▶ What is needed: Within the data that follows, tally every line containing "universal". Provide only the tally.

▶ Extracted entries:
//! モード管理
//!
//! 基底モード（emacs / vi挿入 / viコマンド）とその上に積むオーバーレイ、
//! 数値引数、直前のウィジェット名、1キーずつ処理するサブモードを保持する。
//! `read_line` をまたいで保持される。

use crate::input::keymap::names;
use crate::widget::WidgetName;

/// 基底モード
#[derive(Debug, Clone, Copy, PartialEq, Eq)]
pub enum BaseMode {
    Emacs,
    ViInsert,
    ViCommand,
}

impl BaseMode {
    pub fn keymap_name(self) -> &'static str {
        match self {
            BaseMode::Emacs => names::EMACS,
            BaseMode::ViInsert => names::VIINS,
            BaseMode::ViCommand => names::VICMD,
        }
    }

    /// キーマップ名から（`main` は呼び出し側で解決済みであること）
    pub fn from_keymap_name(name: &str) -> Option<Self> {
        match name {
            names::EMACS => Some(BaseMode::Emacs),
            names::VIINS => Some(BaseMode::ViInsert),
            names::VICMD => Some(BaseMode::ViCommand),
            _ => None,
        }
    }

    /// `editing-mode` 変数の値から
    pub fn from_editing_mode(value: &str) -> Option<Self> {
        match value.to_ascii_lowercase().as_str() {
            "emacs" => Some(BaseMode::Emacs),
            "vi" | "viins" => Some(BaseMode::ViInsert),
            "vicmd" => Some(BaseMode::ViCommand),
            _ => None,
        }
    }

    pub fn is_vi(self) -> bool {
        !matches!(self, BaseMode::Emacs)
    }
}

/// 基底キーマップより優先されるモード
#[derive(Debug, Clone, Copy, PartialEq, Eq)]
pub enum Overlay {
    Visual,
    VisualLine,
    MenuSelect,
    /// viオペレータの移動先待ち
    OperatorPending,
}

impl Overlay {
    pub fn keymap_name(self) -> &'static str {
        match self {
            Overlay::Visual | Overlay::VisualLine => names::VISUAL,
            Overlay::MenuSelect => names::MENU,
            Overlay::OperatorPending => names::VIOPP,
        }
    }

    pub fn is_visual(self) -> bool {
        matches!(self, Overlay::Visual | Overlay::VisualLine)
    }
}

/// 数値引数の上限
pub const MAX_ARGUMENT: i64 = 1_000_000;

/// 数値引数の蓄積
///
/// 値は `MAX_ARGUMENT` で頭打ちになる。
#[derive(Debug, Clone, Copy, PartialEq, Eq)]
pub struct NumericArgument {
    value: Option<i64>,
    negative: bool,
    multiplier: i64,
}

impl Default for NumericArgument {
    fn default() -> Self {
        Self {
            value: None,
            negative: false,
            multiplier: 1,
        }
    }
}

impl NumericArgument {
    /// 10進で1桁追加
    pub fn push_digit(&mut self, digit: u32) {
        let current = self.value.unwrap_or(0);
        self.value = Some(current.saturating_mul(10).saturating_add(digit as i64).min(MAX_ARGUMENT));
    }

    /// 符号反転
    pub fn negate(&mut self) {
        self.negative = !self.negative;
    }

    /// universal-argument（4倍）
    pub fn universal(&mut self) {
        match self.value.as_mut() {
            Some(v) => *v = v.saturating_mul(4).min(MAX_ARGUMENT),
            None => self.multiplier = self.multiplier.saturating_mul(4).min(MAX_ARGUMENT),
        }
    }

    /// 入力途中かどうか
    pub fn is_active(&self) -> bool {
        self.value.is_some() || self.negative || self.multiplier != 1
    }

    /// 数字がまだ入力されていないか
    pub fn has_digits(&self) -> bool {
        self.value.is_some()
    }

    /// 次のウィジェットへ渡す回数（既定は1）
    pub fn count(&self) -> i64 {
        let magnitude = self.value.unwrap_or(self.multiplier);
        if self.negative {
            -magnitude
        } else {
            magnitude
        }
    }

    /// 明示的に与えられた値（未入力なら None）
    pub fn explicit(&self) -> Option<i64> {
        self.is_active().then(|| self.count())
    }

    pub fn clear(&mut self) {
        *self = Self::default();
    }
}

/// viの文字検索の種類
#[derive(Debug, Clone, Copy, PartialEq, Eq)]
pub enum FindKind {
    /// f
    NextChar,
    /// t
    NextCharSkip,
    /// F
    PrevChar,
    /// T
    PrevCharSkip,
}

impl FindKind {
    pub fn reversed(self) -> Self {
        match self {
            FindKind::NextChar => FindKind::PrevChar,
            FindKind::NextCharSkip => FindKind::PrevCharSkip,
            FindKind::PrevChar => FindKind::NextChar,
            FindKind::PrevCharSkip => FindKind::NextCharSkip,
        }
    }

    pub fn is_forward(self) -> bool {
        matches!(self, FindKind::NextChar | FindKind::NextCharSkip)
    }
}

/// viオペレータ
#[derive(Debug, Clone, Copy, PartialEq, Eq)]
pub enum ViOperator {
    Delete,
    Change,
    Yank,
    SwapCase,
}

/// 移動先待ちのオペレータ
#[derive(Debug, Clone, Copy, PartialEq, Eq)]
pub struct PendingOperator {
    pub operator: ViOperator,
    /// オペレータ入力時の数値引数
    pub count: i64,
}

/// 次の1キーを直接受け取るサブモード
#[derive(Debug, Clone, Copy, PartialEq, Eq)]
pub enum SubMode {
    /// インクリメンタル検索（状態は履歴セッション側）
    IncrementalSearch,
    /// emacsの character-search
    CharacterSearch { backward: bool, count: i64 },
    /// vi の f/t/F/T
    ViFindChar { kind: FindKind, count: i64 },
    /// 次のキーをそのまま挿入
    QuotedInsert { count: i64 },
    /// vi の r
    ViReplaceChars { count: i64 },
    /// execute-named-cmd のウィジェット名入力
    ExecuteNamed,
}

/// セッションのモード状態
#[derive(Debug, Clone)]
pub struct ModeController {
    base: BaseMode,
    overlays: Vec<Overlay>,
    saved_overlays: Vec<Vec<Overlay>>,
    pub argument: NumericArgument,
    pub last_widget: Option<WidgetName>,
    pub sub_mode: Option<SubMode>,
    pub pending_operator: Option<PendingOperator>,
    pub last_find: Option<(FindKind, char)>,
}

impl Default for ModeController {
    fn default() -> Self {
        Self::new(BaseMode::Emacs)
    }
}

impl ModeController {
    pub fn new(base: BaseMode) -> Self {
        Self {
            base,
            overlays: Vec::new(),
            saved_overlays: Vec::new(),
            argument: NumericArgument::default(),
            last_widget: None,
            sub_mode: None,
            pending_operator: None,
            last_find: None,
        }
    }

    pub fn base(&self) -> BaseMode {
        self.base
    }

    pub fn set_base(&mut self, base: BaseMode) {
        self.base = base;
    }

    /// vi挿入モードへ
    pub fn enter_vi_insert(&mut self) {
        self.cancel_operator();
        self.remove_visual();
        self.base = BaseMode::ViInsert;
    }

    /// viコマンドモードへ。挿入モードから来た場合のみ true
    pub fn enter_vi_command(&mut self) -> bool {
        self.cancel_operator();
        self.remove_visual();
        let from_insert = self.base == BaseMode::ViInsert;
        self.base = BaseMode::ViCommand;
        from_insert
    }

    /// emacsモードへ
    pub fn enter_emacs(&mut self) {
        self.cancel_operator();
        self.overlays.clear();
        self.base = BaseMode::Emacs;
    }

    pub fn overlays(&self) -> &[Overlay] {
        &self.overlays
    }

    pub fn top_overlay(&self) -> Option<Overlay> {
        self.overlays.last().copied()
    }

    pub fn has_overlay(&self, overlay: Overlay) -> bool {
        self.overlays.contains(&overlay)
    }

    /// オーバーレイを積む（同じものが既にあれば最上段へ移す）
    pub fn push_overlay(&mut self, overlay: Overlay) {
        self.overlays.retain(|o| *o != overlay);
        self.overlays.push(overlay);
    }

    pub fn pop_overlay(&mut self) -> Option<Overlay> {
        self.overlays.pop()
    }

    /// 指定したオーバーレイを外す。外したら true
    pub fn remove_overlay(&mut self, overlay: Overlay) -> bool {
        let before = self.overlays.len();
        self.overlays.retain(|o| *o != overlay);
        before != self.overlays.len()
    }

    fn remove_visual(&mut self) {
        self.overlays.retain(|o| !o.is_visual());
    }

    pub fn clear_overlays(&mut self) {
        self.overlays.clear();
        self.pending_operator = None;
    }

    /// 移動先待ちのオペレータを取り消す
    pub fn cancel_operator(&mut self) {
        self.pending_operator = None;
        self.remove_overlay(Overlay::OperatorPending);
    }

    /// 解決に使うキーマップ名（優先順）
    pub fn keymap_chain(&self) -> Vec<&'static str> {
        let mut chain: Vec<&'static str> = self.overlays.iter().rev().map(|o| o.keymap_name()).collect();
        chain.push(self.base.keymap_name());
        chain
    }

    /// 再帰編集に入る。外側のオーバーレイは退避される
    pub fn enter_recursive(&mut self) {
        self.saved_overlays.push(std::mem::take(&mut self.overlays));
    }

    /// 再帰編集から戻る
    pub fn leave_recursive(&mut self) {
        self.overlays = self.saved_overlays.pop().unwrap_or_default();
    }

    /// 再帰編集の深さ
    pub fn depth(&self) -> usize {
        self.saved_overlays.len()
    }

    /// 行の読み取り開始時の状態へ戻す
    pub fn reset_for_line(&mut self, base: BaseMode) {
        self.base = base;
        self.overlays.clear();
        self.saved_overlays.clear();
        self.argument.clear();
        self.sub_mode = None;
        self.pending_operator = None;
        self.last_widget = None;
    }
}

▶ Output: 2